Annual Average rate in 2018
Annual Average rate in 2017
 Brazilian Real (€1 = BRL)
4.282
3.573
 Chinese Yuan (€1 = CNY)
7.807
7.608
 Indian Rupee (€1 = INR)
80.730
73.258
 Indonesia Rupiah (€1 = IDR)
16831
15011
 Philippine Peso (€1 = PHP)
62.379
56.596
 UK Pound Sterling (€1 = GBP)
0.884
0.876
 US Dollar (€1 = US $)
1.185
1.123
(continued)
Underlying sales growth (USG)
Underlying Sales Growth (USG) refers to the increase in turnover for the period, excluding any change in turnover resulting from acquisitions, disposals and changes in currency. We believe this measure provides valuable additional information on the underlying sales performance of the business and is a key measure used internally. The impact of acquisitions and disposals is excluded from USG for a period of 12 calendar months from the applicable closing date. Turnover from acquired brands that are launched in countries where they were not previously sold is included in USG as such turnover is more attributable to our existing sales and distribution network than the acquisition itself. Also excluded is the impact of price growth from countries where the impact of consumer price inflation (CPI) rates has escalated to extreme levels.
 
There are two countries where we have determined extreme levels of CPI exist. The first is Venezuela where in Q4 2017 inflation rates exceeded 1,000% and management considered that the situation would persist for some time. Consequently, price growth in Venezuela has been excluded from USG since Q4 2017. The second is Argentina, which from Q3 2018 has been accounted for in accordance with IAS 29, and thus from Q3 2018 Argentina price growth is excluded from USG. The adjustment made at Group level as a result of these two exclusions was a reduction in price growth of 111.8% for the fourth quarter and 32.4% for the year.

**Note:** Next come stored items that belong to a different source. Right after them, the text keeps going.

pub mod check;
pub mod env;
pub mod ty;

pub use check::TypeChecker;
pub use env::{Environment, TypeEnvironment};
pub use ty::{FuncType, Type, TypeKind, TypePtr};
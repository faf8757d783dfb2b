//! Grammar productions.
//!
//! One function per nonterminal, mirroring the grammar:
//!
//! ```text
//! Program      := {FuncDecl} Expression
//! FuncDecl     := "func" IDENT ["[" GENS "]"] "(" [Args] ")" "->" Type "=" SimpleExpr ";"
//! Expression   := "val" IDENT ":" Type "=" SimpleExpr ";" Expression
//!              |  SimpleExpr [";" Expression]
//! SimpleExpr   := Branch | List | Tuple | Match | TypeclassDecl | "func" Program | Utight
//! Utight       := [unary +|-|!] Tight {binaryOp Utight}
//! Tight        := "{" Expression "}" | Application
//! Application  := Atom ["[" Type {"," Type} "]"] ["(" [SimpleExpr {"," SimpleExpr}] ")"]*
//! ```
//!
//! Unary operators desugar into binary primitives (`+e` to `0 + e`, `-e` to
//! `0 - e`, `!e` to `false == e`). Statement sequencing `e1; e2` becomes a
//! let with a fresh `dummy$N` binder.

use std::cell::RefCell;

use super::Parser;
use crate::ast::expression::{ExpPtr, Expression, ExprKind, LiteralValue, SourceToken};
use crate::ast::operator::Operator;
use crate::lexer::Token;
use crate::types::ty::{self, FuncType, Type, TypePtr};
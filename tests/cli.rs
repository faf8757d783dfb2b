use std::fs;
use std::path::PathBuf;

use predicates::prelude::*;

fn bnt() -> assert_cmd::Command {
    assert_cmd::Command::cargo_bin("bnt").unwrap()
}

fn write_program(dir: &tempfile::TempDir, name: &str, source: &str) -> PathBuf {
    let path = dir.path().join(name);
    fs::write(&path, source).unwrap();
    path
}

// ── argument handling ───────────────────────────────────────

#[test]
fn missing_argument_exits_one() {
    bnt().assert().failure().code(1);
}

#[test]
fn unknown_flag_exits_one() {
    bnt().args(["--frobnicate", "x.bnt"]).assert().code(1);
}

#[test]
fn wrong_extension_exits_two() {
    let dir = tempfile::tempdir().unwrap();
    let file = dir.path().join("program.txt");
    fs::write(&file, "printInt(1)").unwrap();

    bnt().arg(file).assert().code(2);
}

#[test]
fn empty_source_exits_two() {
    let dir = tempfile::tempdir().unwrap();
    let file = write_program(&dir, "empty.bnt", "");

    bnt().arg(file).assert().code(2);
}

#[test]
fn missing_file_exits_two() {
    bnt().arg("definitely-not-here.bnt").assert().code(2);
}

// ── stage failures ──────────────────────────────────────────

#[test]
fn lexer_error_exits_three() {
    let dir = tempfile::tempdir().unwrap();
    let file = write_program(&dir, "bad.bnt", "val @ = 1");

    bnt().arg(file).assert().code(3);
}

#[test]
fn parse_error_exits_four() {
    let dir = tempfile::tempdir().unwrap();
    let file = write_program(&dir, "bad.bnt", "val x int = 1; printInt(x)");

    bnt().arg(file).assert().code(4);
}

#[test]
fn type_error_exits_five() {
    let dir = tempfile::tempdir().unwrap();
    let file = write_program(&dir, "bad.bnt", "val x: int = true; printInt(x)");

    bnt()
        .arg(file)
        .assert()
        .code(5)
        .stderr(predicate::str::contains("Mismatched type"));
}

#[test]
fn runtime_error_exits_six_with_trace() {
    let dir = tempfile::tempdir().unwrap();
    let file = write_program(&dir, "boom.bnt", "printInt(10 / 0)");

    bnt()
        .arg(file)
        .assert()
        .code(6)
        .stderr(predicate::str::contains("Division by zero"))
        .stderr(predicate::str::contains("Fatal error occurred"));
}

// ── concrete output scenarios ───────────────────────────────

#[test]
fn main_with_let_and_precedence_prints_seven() {
    let dir = tempfile::tempdir().unwrap();
    let file = write_program(
        &dir,
        "main.bnt",
        "func main() -> int = { val x: int = 1 + 2 * 3; printInt(x); 0 }; main()",
    );

    bnt().arg(file).assert().success().stdout("7\n");
}

#[test]
fn generic_factorial_prints_120() {
    let dir = tempfile::tempdir().unwrap();
    let file = write_program(
        &dir,
        "fact.bnt",
        "func fact[T](n: int) -> int = if (n == 0) 1 else n * fact[int](n - 1); printInt(fact[int](5))",
    );

    bnt().arg(file).assert().success().stdout("120\n");
}

#[test]
fn push_back_prints_extended_list() {
    let dir = tempfile::tempdir().unwrap();
    let file = write_program(
        &dir,
        "list.bnt",
        "val xs: List[int] = List{1,2,3}; printList(pushBack(xs, 4))",
    );

    bnt().arg(file).assert().success().stdout("(1, 2, 3, 4)\n");
}

#[test]
fn typeclass_field_access_prints_four() {
    let dir = tempfile::tempdir().unwrap();
    let file = write_program(
        &dir,
        "point.bnt",
        "type Pt { x: int, y: int }; val p: type Pt = Pt(3, 4); printInt(p.y)",
    );

    bnt().arg(file).assert().success().stdout("4\n");
}

#[test]
fn tuple_prints_with_quoted_char() {
    let dir = tempfile::tempdir().unwrap();
    let file = write_program(
        &dir,
        "tuple.bnt",
        "val t: Tuple[int,char] = Tuple{1,'a'}; print2Tuple(t)",
    );

    bnt().arg(file).assert().success().stdout("(1, 'a')\n");
}

#[test]
fn shadowing_prints_inner_then_outer() {
    let dir = tempfile::tempdir().unwrap();
    let file = write_program(
        &dir,
        "shadow.bnt",
        "val x: int = 1; { val x: int = 2; printInt(x) }; printInt(x)",
    );

    bnt().arg(file).assert().success().stdout("2\n1\n");
}

#[test]
fn mutual_recursion_runs() {
    let dir = tempfile::tempdir().unwrap();
    let file = write_program(
        &dir,
        "even.bnt",
        "func isEven(n: int) -> bool = if (n == 0) true else isOdd(n - 1); func isOdd(n: int) -> bool = if (n == 0) false else isEven(n - 1); printBool(isEven(10))",
    );

    bnt().arg(file).assert().success().stdout("true\n");
}

#[test]
fn match_with_string_scrutinee() {
    let dir = tempfile::tempdir().unwrap();
    let file = write_program(
        &dir,
        "match.bnt",
        "val s: string = \"hi\"; match (s) { case \"no\" = { printInt(1) }; case \"hi\" = { printInt(2) }; case any = { printInt(3) }; }",
    );

    bnt().arg(file).assert().success().stdout("2\n");
}

#[test]
fn match_with_only_any() {
    let dir = tempfile::tempdir().unwrap();
    let file = write_program(
        &dir,
        "any.bnt",
        "val n: int = 5; match (n) { case any = { printInt(9) }; }",
    );

    bnt().arg(file).assert().success().stdout("9\n");
}

#[test]
fn comments_are_ignored_outside_strings() {
    let dir = tempfile::tempdir().unwrap();
    let file = write_program(
        &dir,
        "comments.bnt",
        "# leading comment\nprintString(\"a # b\") # trailing comment",
    );

    bnt().arg(file).assert().success().stdout("a # b\n");
}

#[test]
fn halt_stops_the_program_with_success() {
    let dir = tempfile::tempdir().unwrap();
    let file = write_program(&dir, "halt.bnt", "printInt(1); halt(); printInt(2)");

    bnt().arg(file).assert().success().stdout("1\n");
}

#[test]
fn read_string_reads_one_token() {
    let dir = tempfile::tempdir().unwrap();
    let file = write_program(&dir, "echo.bnt", "printString(readString())");

    bnt()
        .arg(file)
        .write_stdin("hello world")
        .assert()
        .success()
        .stdout("hello\n");
}

#[test]
fn read_char_skips_whitespace() {
    let dir = tempfile::tempdir().unwrap();
    let file = write_program(&dir, "chars.bnt", "printChar(readChar()); printChar(readChar())");

    bnt()
        .arg(file)
        .write_stdin("  a b")
        .assert()
        .success()
        .stdout("a\nb\n");
}

#[test]
fn char_roundtrip_scenario() {
    let dir = tempfile::tempdir().unwrap();
    let file = write_program(
        &dir,
        "roundtrip.bnt",
        "printString(charListToString(stringToCharList(\"roundtrip\")))",
    );

    bnt().arg(file).assert().success().stdout("roundtrip\n");
}

#[test]
fn empty_list_front_is_a_runtime_error() {
    let dir = tempfile::tempdir().unwrap();
    let file = write_program(&dir, "front.bnt", "val xs: List[int] = List{}; printInt(front(xs))");

    bnt()
        .arg(file)
        .assert()
        .code(6)
        .stderr(predicate::str::contains("empty list"));
}

// ── imports ─────────────────────────────────────────────────

#[test]
fn import_splices_the_referenced_file() {
    let dir = tempfile::tempdir().unwrap();
    write_program(&dir, "lib.bnt", "func addTwo(x: int) -> int = x + 2;\n");
    let main = write_program(&dir, "main.bnt", "import lib\nprintInt(addTwo(40))");

    bnt()
        .current_dir(dir.path())
        .arg(main.file_name().unwrap())
        .assert()
        .success()
        .stdout("42\n");
}

#[test]
fn missing_import_is_a_parse_error() {
    let dir = tempfile::tempdir().unwrap();
    let main = write_program(&dir, "main.bnt", "import nowhere\nprintInt(1)");

    bnt()
        .current_dir(dir.path())
        .arg(main.file_name().unwrap())
        .assert()
        .code(4);
}

#[test]
fn cyclic_imports_terminate() {
    let dir = tempfile::tempdir().unwrap();
    write_program(&dir, "a.bnt", "import b\nfunc fromA() -> int = 1;\n");
    write_program(&dir, "b.bnt", "import a\nfunc fromB() -> int = 2;\n");
    let main = write_program(&dir, "main.bnt", "import a\nprintInt(fromA() + fromB())");

    bnt()
        .current_dir(dir.path())
        .arg(main.file_name().unwrap())
        .assert()
        .success()
        .stdout("3\n");
}

// ── debug flag ──────────────────────────────────────────────

#[test]
fn debug_flag_dumps_tokens_and_typed_ast() {
    let dir = tempfile::tempdir().unwrap();
    let file = write_program(&dir, "dbg.bnt", "printInt(1)");

    bnt()
        .arg("-d")
        .arg(file)
        .assert()
        .success()
        .stdout(predicate::str::contains("Tokens"))
        .stdout(predicate::str::contains("Typed AST"))
        .stdout(predicate::str::contains("1\n"));
}
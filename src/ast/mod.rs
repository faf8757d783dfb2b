pub mod expression;
pub mod operator;

pub use expression::{ExpPtr, Expression, ExprKind, LiteralValue, SourceToken};
pub use operator::Operator;
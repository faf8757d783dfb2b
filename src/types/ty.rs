//! # The Type Lattice
//!
//! Types are shared, interior-mutable cells: `TypePtr = Rc<RefCell<Type>>`.
//! The checker never substitutes through an explicit substitution map;
//! instead, [`compare`] performs one-sided unification by *rewriting*
//! `Unknown` cells in place. Because the parser and checker deliberately
//! alias cells (a list literal shares its element cell with its first
//! element's return type, a resolved generic aliases the cell bound in the
//! instantiation environment), a single rewrite propagates everywhere the
//! type is referenced.
//!
//! The `resolved` flag memoises the lazy type-check of generic function
//! bodies so an instantiation is only checked once per application site.

use std::cell::RefCell;
use std::fmt;
use std::rc::Rc;

use crate::ast::expression::ExpPtr;
use crate::types::env::TypeEnvironment;

pub type TypePtr = Rc<RefCell<Type>>;

#[derive(Clone)]
pub struct Type {
    pub kind: TypeKind,
    pub resolved: bool,
}

#[derive(Clone)]
pub enum TypeKind {
    Int,
    Char,
    Str,
    Bool,
    Null,
    Unknown,
    List(TypePtr),
    Tuple(Vec<TypePtr>),
    Gen(String),
    Func(FuncType),
    Typeclass(TypeclassType),
}

/// Function signature plus the companion data the checker attaches: the
/// declaration body (checked lazily per generic instantiation) and the
/// inner environment captured at declaration time.
#[derive(Clone)]
pub struct FuncType {
    pub generics: Vec<TypePtr>,
    pub argument_types: Vec<TypePtr>,
    pub argument_names: Vec<String>,
    pub return_type: TypePtr,
    pub body: Option<ExpPtr>,
    pub inner_env: Option<TypeEnvironment>,
    pub is_builtin: bool,
}

/// A nominal record type: named product of named fields, order significant.
#[derive(Clone)]
pub struct TypeclassType {
    pub ident: String,
    pub fields: Vec<(String, TypePtr)>,
}

impl Type {
    fn cell(kind: TypeKind) -> TypePtr {
        Rc::new(RefCell::new(Type {
            kind,
            resolved: false,
        }))
    }

    pub fn int() -> TypePtr {
        Type::cell(TypeKind::Int)
    }

    pub fn char() -> TypePtr {
        Type::cell(TypeKind::Char)
    }

    pub fn string() -> TypePtr {
        Type::cell(TypeKind::Str)
    }

    pub fn bool() -> TypePtr {
        Type::cell(TypeKind::Bool)
    }

    pub fn null() -> TypePtr {
        Type::cell(TypeKind::Null)
    }

    pub fn unknown() -> TypePtr {
        Type::cell(TypeKind::Unknown)
    }

    pub fn list(element: TypePtr) -> TypePtr {
        Type::cell(TypeKind::List(element))
    }

    pub fn tuple(elements: Vec<TypePtr>) -> TypePtr {
        Type::cell(TypeKind::Tuple(elements))
    }

    pub fn gen(identifier: impl Into<String>) -> TypePtr {
        Type::cell(TypeKind::Gen(identifier.into()))
    }

    pub fn func(func: FuncType) -> TypePtr {
        Type::cell(TypeKind::Func(func))
    }

    pub fn typeclass(ident: impl Into<String>, fields: Vec<(String, TypePtr)>) -> TypePtr {
        Type::cell(TypeKind::Typeclass(TypeclassType {
            ident: ident.into(),
            fields,
        }))
    }
}

/// The name of a `Gen` type, if it is one.
pub fn gen_name(ty: &TypePtr) -> Option<String> {
    match &ty.borrow().kind {
        TypeKind::Gen(name) => Some(name.clone()),
        _ => None,
    }
}

/// `Int`, `Char`, `Str`, `Bool` and `Gen` count as primitive for operator
/// purposes; `Gen` optimistically, until instantiation pins it down.
pub fn is_primitive(ty: &TypePtr) -> bool {
    matches!(
        ty.borrow().kind,
        TypeKind::Int | TypeKind::Char | TypeKind::Str | TypeKind::Bool | TypeKind::Gen(_)
    )
}

/// One-sided unification. An `Unknown` on either side is rewritten to the
/// other side's content and the comparison succeeds; composite types
/// recurse, filling nested `Unknown` slots the same way; typeclasses
/// compare nominally; everything else compares by kind tag.
pub fn compare(left: &TypePtr, right: &TypePtr) -> bool {
    if Rc::ptr_eq(left, right) {
        return true;
    }

    if matches!(left.borrow().kind, TypeKind::Unknown) {
        let replacement = right.borrow().clone();
        *left.borrow_mut() = replacement;
        return true;
    }
    if matches!(right.borrow().kind, TypeKind::Unknown) {
        let replacement = left.borrow().clone();
        *right.borrow_mut() = replacement;
        return true;
    }

    let left_kind = left.borrow().kind.clone();
    let right_kind = right.borrow().kind.clone();

    match (left_kind, right_kind) {
        (TypeKind::Int, TypeKind::Int)
        | (TypeKind::Char, TypeKind::Char)
        | (TypeKind::Str, TypeKind::Str)
        | (TypeKind::Bool, TypeKind::Bool)
        | (TypeKind::Null, TypeKind::Null) => true,
        // A still-unreplaced generic compares optimistically; the lazy body
        // check at the instantiation site re-checks it with the generic
        // pinned to a concrete type.
        (TypeKind::Gen(_), _) | (_, TypeKind::Gen(_)) => true,
        (TypeKind::List(left_element), TypeKind::List(right_element)) => {
            compare(&left_element, &right_element)
        }
        (TypeKind::Tuple(left_elements), TypeKind::Tuple(right_elements)) => {
            if left_elements.len() != right_elements.len() {
                return false;
            }
            left_elements
                .iter()
                .zip(right_elements.iter())
                .all(|(l, r)| compare(l, r))
        }
        (TypeKind::Func(left_func), TypeKind::Func(right_func)) => {
            if left_func.argument_types.len() != right_func.argument_types.len() {
                return false;
            }
            left_func
                .argument_types
                .iter()
                .zip(right_func.argument_types.iter())
                .all(|(l, r)| compare(l, r))
                && compare(&left_func.return_type, &right_func.return_type)
        }
        (TypeKind::Typeclass(left_class), TypeKind::Typeclass(right_class)) => {
            left_class.ident == right_class.ident
        }
        _ => false,
    }
}

/// Shallow copy of a type before it flows into an expected-type slot, so
/// the mutating [`compare`] cannot pollute a function's stored signature.
/// One level is enough: the fresh cell is what absorbs rewrites, while
/// nested cells keep their identity for aliasing-based inference.
pub fn copy_argument_type(ty: &TypePtr) -> TypePtr {
    let borrowed = ty.borrow();
    match &borrowed.kind {
        TypeKind::Int => Type::int(),
        TypeKind::Char => Type::char(),
        TypeKind::Str => Type::string(),
        TypeKind::Bool => Type::bool(),
        TypeKind::Null => Type::null(),
        TypeKind::List(element) => Type::list(element.clone()),
        TypeKind::Tuple(elements) => Type::tuple(elements.clone()),
        TypeKind::Gen(name) => Type::gen(name.clone()),
        TypeKind::Func(func) => Type::func(func.clone()),
        TypeKind::Typeclass(class) => Type::typeclass(class.ident.clone(), class.fields.clone()),
        TypeKind::Unknown => Type::unknown(),
    }
}

/// Replace `Gen` slots by their bindings in `env`, recursing structurally
/// through lists, tuples and function signatures. A generic without a
/// binding is left in place.
pub fn resolve_type(slot: &mut TypePtr, env: &TypeEnvironment) {
    let replacement = match &slot.borrow().kind {
        TypeKind::Gen(name) => env.get_name(name),
        _ => None,
    };
    if let Some(bound) = replacement {
        *slot = bound;
        return;
    }

    let mut borrowed = slot.borrow_mut();
    match &mut borrowed.kind {
        TypeKind::List(element) => resolve_type(element, env),
        TypeKind::Tuple(elements) => {
            for element in elements {
                resolve_type(element, env);
            }
        }
        TypeKind::Func(func) => {
            for argument in &mut func.argument_types {
                resolve_type(argument, env);
            }
            resolve_type(&mut func.return_type, env);
        }
        _ => {}
    }
}

impl fmt::Display for Type {
    fn fmt(&self, f: &mut fmt::Formatter) -> fmt::Result {
        match &self.kind {
            TypeKind::Int => write!(f, "int"),
            TypeKind::Char => write!(f, "char"),
            TypeKind::Str => write!(f, "string"),
            TypeKind::Bool => write!(f, "bool"),
            TypeKind::Null => write!(f, "null"),
            TypeKind::Unknown => write!(f, "unknown"),
            TypeKind::List(element) => write!(f, "List[{}]", element.borrow()),
            TypeKind::Tuple(elements) => {
                write!(f, "Tuple[")?;
                for (index, element) in elements.iter().enumerate() {
                    if index > 0 {
                        write!(f, ", ")?;
                    }
                    write!(f, "{}", element.borrow())?;
                }
                write!(f, "]")
            }
            TypeKind::Gen(name) => write!(f, "{}", name),
            TypeKind::Func(func) => {
                write!(f, "[")?;
                for (index, generic) in func.generics.iter().enumerate() {
                    if index > 0 {
                        write!(f, ", ")?;
                    }
                    write!(f, "{}", generic.borrow())?;
                }
                write!(f, "](")?;
                for (index, argument) in func.argument_types.iter().enumerate() {
                    if index > 0 {
                        write!(f, ", ")?;
                    }
                    write!(f, "{}", argument.borrow())?;
                }
                write!(f, ")->{}", func.return_type.borrow())
            }
            TypeKind::Typeclass(class) => write!(f, "{}", class.ident),
        }
    }
}

impl fmt::Debug for Type {
    fn fmt(&self, f: &mut fmt::Formatter) -> fmt::Result {
        write!(f, "{}", self)
    }
}

#[cfg(test)]
mod tests {
    use super::*;

    #[test]
    fn compare_identical_primitives() {
        assert!(compare(&Type::int(), &Type::int()));
        assert!(compare(&Type::string(), &Type::string()));
        assert!(!compare(&Type::int(), &Type::bool()));
    }

    #[test]
    fn compare_rewrites_unknown_right() {
        let unknown = Type::unknown();
        assert!(compare(&Type::int(), &unknown));
        assert!(matches!(unknown.borrow().kind, TypeKind::Int));
    }

    #[test]
    fn compare_rewrites_unknown_left() {
        let unknown = Type::unknown();
        assert!(compare(&unknown, &Type::char()));
        assert!(matches!(unknown.borrow().kind, TypeKind::Char));
    }

    #[test]
    fn compare_fills_list_element() {
        let list = Type::list(Type::unknown());
        let concrete = Type::list(Type::int());
        assert!(compare(&list, &concrete));
        let borrowed = list.borrow();
        let TypeKind::List(element) = &borrowed.kind else {
            panic!("expected list");
        };
        assert!(matches!(element.borrow().kind, TypeKind::Int));
    }

    #[test]
    fn compare_tuple_size_mismatch() {
        let pair = Type::tuple(vec![Type::int(), Type::int()]);
        let triple = Type::tuple(vec![Type::int(), Type::int(), Type::int()]);
        assert!(!compare(&pair, &triple));
    }

    #[test]
    fn compare_tuple_fills_unknown_slot() {
        let partial = Type::tuple(vec![Type::unknown(), Type::char()]);
        let concrete = Type::tuple(vec![Type::int(), Type::char()]);
        assert!(compare(&partial, &concrete));
        let borrowed = partial.borrow();
        let TypeKind::Tuple(elements) = &borrowed.kind else {
            panic!("expected tuple");
        };
        assert!(matches!(elements[0].borrow().kind, TypeKind::Int));
    }

    #[test]
    fn compare_typeclass_is_nominal() {
        let a = Type::typeclass("Point", vec![("x".to_string(), Type::int())]);
        let b = Type::typeclass("Point", vec![]);
        let c = Type::typeclass("Vector", vec![]);
        assert!(compare(&a, &b));
        assert!(!compare(&a, &c));
    }

    #[test]
    fn compare_gens_ignore_names() {
        assert!(compare(&Type::gen("T"), &Type::gen("U")));
    }

    #[test]
    fn compare_unreplaced_gen_is_optimistic() {
        assert!(compare(&Type::gen("T"), &Type::int()));
        assert!(compare(&Type::list(Type::int()), &Type::gen("T")));
    }

    #[test]
    fn copy_is_one_level_deep() {
        let element = Type::unknown();
        let original = Type::list(element.clone());
        let copy = copy_argument_type(&original);
        assert!(!Rc::ptr_eq(&original, &copy));

        // The element cell is shared, so filling it through the copy also
        // fills it through the original.
        assert!(compare(&copy, &Type::list(Type::int())));
        assert!(matches!(element.borrow().kind, TypeKind::Int));
    }

    #[test]
    fn copy_protects_the_original_top_level() {
        let original = Type::unknown();
        let copy = copy_argument_type(&original);
        assert!(compare(&copy, &Type::int()));
        assert!(matches!(original.borrow().kind, TypeKind::Unknown));
    }

    #[test]
    fn resolve_replaces_bound_generic() {
        let env = TypeEnvironment::new();
        env.add_name("T", Type::int());

        let mut slot = Type::gen("T");
        resolve_type(&mut slot, &env);
        assert!(matches!(slot.borrow().kind, TypeKind::Int));
    }

    #[test]
    fn resolve_recurses_into_list() {
        let env = TypeEnvironment::new();
        env.add_name("T", Type::bool());

        let mut slot = Type::list(Type::gen("T"));
        resolve_type(&mut slot, &env);
        let borrowed = slot.borrow();
        let TypeKind::List(element) = &borrowed.kind else {
            panic!("expected list");
        };
        assert!(matches!(element.borrow().kind, TypeKind::Bool));
    }

    #[test]
    fn resolve_leaves_unbound_generic() {
        let env = TypeEnvironment::new();
        let mut slot = Type::gen("T");
        resolve_type(&mut slot, &env);
        assert!(matches!(&slot.borrow().kind, TypeKind::Gen(name) if name == "T"));
    }

    #[test]
    fn display_renders_composites() {
        let ty = Type::list(Type::tuple(vec![Type::int(), Type::char()]));
        assert_eq!(format!("{}", ty.borrow()), "List[Tuple[int, char]]");
    }
}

This treatment for both countries will be kept under regular review.
 
The reconciliation of changes in the GAAP measure turnover to USG is provided in notes 3 and 4.
 
Underlying volume growth (UVG)
Underlying volume growth (UVG) is part of USG and means, for the applicable period, the increase in turnover in such period calculated as the sum of (i) the increase in turnover attributable to the volume of products sold; and (ii) the increase in turnover attributable to the composition of products sold during such period. UVG therefore excludes any impact on USG due to changes in prices. The measures and the related turnover GAAP measure are set out in notes 3 and 4.
 
Underlying price growth (UPG)
Underlying price growth (UPG) is part of USG and means, for the applicable period, the increase in turnover attributable to changes in prices during the period. UPG therefore excludes the impact to USG due to (i) the volume of products sold; and (ii) the composition of products sold during the period. In determining changes in price we exclude the impact of price growth in Argentina and Venezuela as explained in USG above. The measures and the related turnover GAAP measure are set out in notes 3 and 4.
 
Free cash flow (FCF)
Within the Unilever Group, free cash flow (FCF) is defined as cash flow from operating activities, less income taxes paid, net capital expenditures and net interest payments and preference dividends paid. It does not represent residual cash flows entirely available for discretionary purposes; for example, the repayment of principal amounts borrowed is not deducted from FCF. FCF reflects an additional way of viewing our liquidity that we believe is useful to investors because it represents cash flows that could be used for distribution of dividends, repayment of debt or to fund our strategic initiatives, including acquisitions, if any.
 
The reconciliation of net profit to FCF is as follows:
 
  € million
Full Year
  (unaudited)
2018
2017
 Net profit
9,808
             6,486
 Taxation
2,575
             1,667
Share of net profit of joint ventures/associates and other income from non-current investments
                (207)
              (173)
 Net monetary gain arising from hyperinflationary economies
                (122)
-
 Net finance costs
 481
                877
 Operating profit
12,535
              8,857
 Depreciation, amortisation and impairment
  1,747
             1,538
 Changes in working capital
(793)
                  (68)
 Pensions and similar obligations less payments
(128)
               (904)
 Provisions less payments
55
                 200
 Elimination of (profits)/losses on disposals
(4,299)
  (298)
 Non-cash charge for share-based compensation
196
                 284
 Other adjustments
(266)
               (153)
 Cash flow from operating activities
9,047
              9,456
 Income tax paid
(2,294)
            (2,164)
 Net capital expenditure
(1,424)
            (1,621)
 Net interest and preference dividends paid
(367)
               (316)
 Free cash flow
4,962
               5,355
 Net cash flow (used in)/from investing activities
      4,644
             (5,879)
 Net cash flow (used in)/from financing activities
(11,548)
             (1,433)
 
 
Non-underlying items
Several non-GAAP measures are adjusted to exclude items defined as non-underlying due to their nature and/or frequency of occurrence.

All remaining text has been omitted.